Commentary: How the bleak world of Netflix’s Squid Game hooked fans worldwide
SYDNEY: Squid Game, an original Netflix drama produced in Southward Korea, is a streaming phenomenon. Released on Sep 17, within two weeks the series has get the well-nigh watched Netflix title in 76 countries, including the Usa, Commonwealth of australia and S Korea.
Beyond nine episodes, desperate people enmeshed in debt voluntarily participate in a sequence of half dozen sadistic and lethal survival games. The prize for the winner is 46.5 billion won (The states$40 meg).
At the outset, the 456 participants are unaware there is a twist. In that location tin only exist one winner – and the rest of the contestants volition die along the way.
This outcome is foreshadowed for viewers in a segment that precedes episode 1, in which two groups of children are seen playing the eponymous Squid Game (substantially a fierce game played past Korean schoolboys).
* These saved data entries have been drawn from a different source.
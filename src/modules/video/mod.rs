/// Video bounded context
///
/// The Video aggregate with its media slots, the use cases that store and
/// reconcile media, and the adapters they run on.
pub mod application;
pub mod domain;
pub mod infrastructure;

pub use domain::{Video, VideoGateway, VideoId, VideoMediaType, VideoMetadata};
The groups struggle for possession of a squid-shaped area drawn on the ground. Both attackers and defenders must resist being pushed out of the play expanse, for, according to the commentary, if you are pushed out you "die".
Such games are commonly metaphors for life experiences. Games structured equally a struggle for possession, or with the goal of overcoming a player in a position of command, are often stories about social aspiration and limited social mobility.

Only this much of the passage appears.